Tim Etchells





ISEA Bio(s) Available:


  • Tim Etchells is an artist and a writer, best known for his work as director of Forced Entertainment, one of the UK’s most prominent and long-lived experimental performance groups. Formed in 1984 they were described recently by The Guardian as “Britain’s most brilliant experimental theatre company..” Etchells has written the text for all of the group’s productions and has directed all of them since 1986. He won a Time Out/London Dance and Performance Award for his text for Emanuelle Enchanted (1992/93). In recent years under Etchells’ direction the group has augmented its performances with projects made especially for galleries and unusual sites, most notably a number of works in collaboration with photographer Hugo Glendinning, including “Frozen Palaces” (CD-ROM) and “Ground Plans For Paradise” (installation). The work also includes “Dreams’ Winter” for Manchester Central Library (1995), which was nominated for a Manchester Evening News Theatre Award, and Nights In This City (1995 and 1997), a performance which took place on a coach trip around Sheffield (and later Rotterdam, NL) and ended with an installation in a huge disused bus depot.
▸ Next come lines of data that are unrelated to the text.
//! Working grid for one generation run.
//!
//! Teaching slots are stored day-major so `(day, period)` lookups are
//! O(1). Break slots are kept apart and only merged at finalization.

use crate::models::{ScheduleConfiguration, StaffCommitments, TimeSlot, Weekday};

/// Mutable teaching grid owned by a single generation run.
#[derive(Debug, Clone)]
pub(crate) struct Grid<'a> {
    days: &'static [Weekday],
    periods_per_day: u32,
    slots: Vec<TimeSlot>,
    commitments: &'a StaffCommitments,
}

impl<'a> Grid<'a> {
    /// Builds the empty teaching grid: every day × periods `1..=periods_per_day`.
    pub(crate) fn build(settings: &ScheduleConfiguration, commitments: &'a StaffCommitments) -> Self {
        let days = settings.days();
        let periods_per_day = settings.periods_per_day();
        let slots = days
            .iter()
            .flat_map(move |&day| (1..=periods_per_day).map(move |p| TimeSlot::teaching(day, p)))
            .collect();

        Self {
            days,
            periods_per_day,
            slots,
            commitments,
        }
    }

    #[inline]
    pub(crate) fn days(&self) -> &'static [Weekday] {
        self.days
    }

    #[inline]
    pub(crate) fn periods_per_day(&self) -> u32 {
        self.periods_per_day
    }

    /// Number of teaching slots.
    #[inline]
    pub(crate) fn len(&self) -> usize {
        self.slots.len()
    }

    fn index(&self, day_idx: usize, period: u32) -> Option<usize> {
        if day_idx >= self.days.len() || period == 0 || period > self.periods_per_day {
            return None;
        }
        Some(day_idx * self.periods_per_day as usize + (period - 1) as usize)
    }

    /// Whether the teaching slot exists and has no subject.
    pub(crate) fn is_free(&self, day_idx: usize, period: u32) -> bool {
        self.index(day_idx, period)
            .is_some_and(|i| self.slots[i].subject_id.is_none())
    }

    /// Whether both halves of a session starting at `period` are free.
    pub(crate) fn is_pair_free(&self, day_idx: usize, period: u32) -> bool {
        self.is_free(day_idx, period) && self.is_free(day_idx, period + 1)
    }

    /// Whether `staff_id` already teaches at `(day, period)` in this grid
    /// or in an outside commitment.
    pub(crate) fn is_staff_busy(&self, staff_id: &str, day_idx: usize, period: u32) -> bool {
        let Some(i) = self.index(day_idx, period) else {
            return false;
        };
        let slot = &self.slots[i];
        slot.staff_id.as_deref() == Some(staff_id)
            || self.commitments.is_busy(staff_id, slot.day, period)
    }

    /// Writes an assignment. The slot must exist.
    pub(crate) fn assign(
        &mut self,
        day_idx: usize,
        period: u32,
        subject_id: &str,
        staff_id: &str,
        span_two_periods: bool,
    ) {
        if let Some(i) = self.index(day_idx, period) {
            self.slots[i].assign(subject_id, staff_id, span_two_periods);
        }
    }

    /// Merges in break slots and returns everything sorted by position.
    pub(crate) fn into_slots(self, breaks: Vec<TimeSlot>) -> Vec<TimeSlot> {
        let mut slots = self.slots;
        slots.extend(breaks);
        slots.sort_by_key(TimeSlot::position);
        slots
    }
}

/// One break slot per day per break rule.
pub(crate) fn break_slots(settings: &ScheduleConfiguration) -> Vec<TimeSlot> {
    settings
        .days()
        .iter()
        .flat_map(move |&day| {
            settings
                .breaks
                .iter()
                .map(move |b| TimeSlot::break_after(day, b.after, b.name.clone()))
        })
        .collect()
}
    In 1998 Etchells led the work on Forced Entertainment’s collaborative writing project on the internet “Paradise”, commissioned by Lovebytes/Channel and open since 23 May. This project invites written contributions from artists and members of the public. Texts and documentations of Etchells’ writing and performance work have been published in diverse places ranging from Art & Design to Language Alive. Etchells has written and published extensively on new performance and installation at conferences, in books and in journals such as Performance Research and Frieze. A collection of his critical/theoretical writing and performance texts titled “Certain Fragments” will be published by Routledge in early 1999. The text for his piece “Quizoola!”, a marathon performance of 2000 questions and answers will be published (in German) by Rowholt in 1998. Documentation of “Ground Plans For Paradise” featured in the most recent edition of the Canadian publication Alphabet City.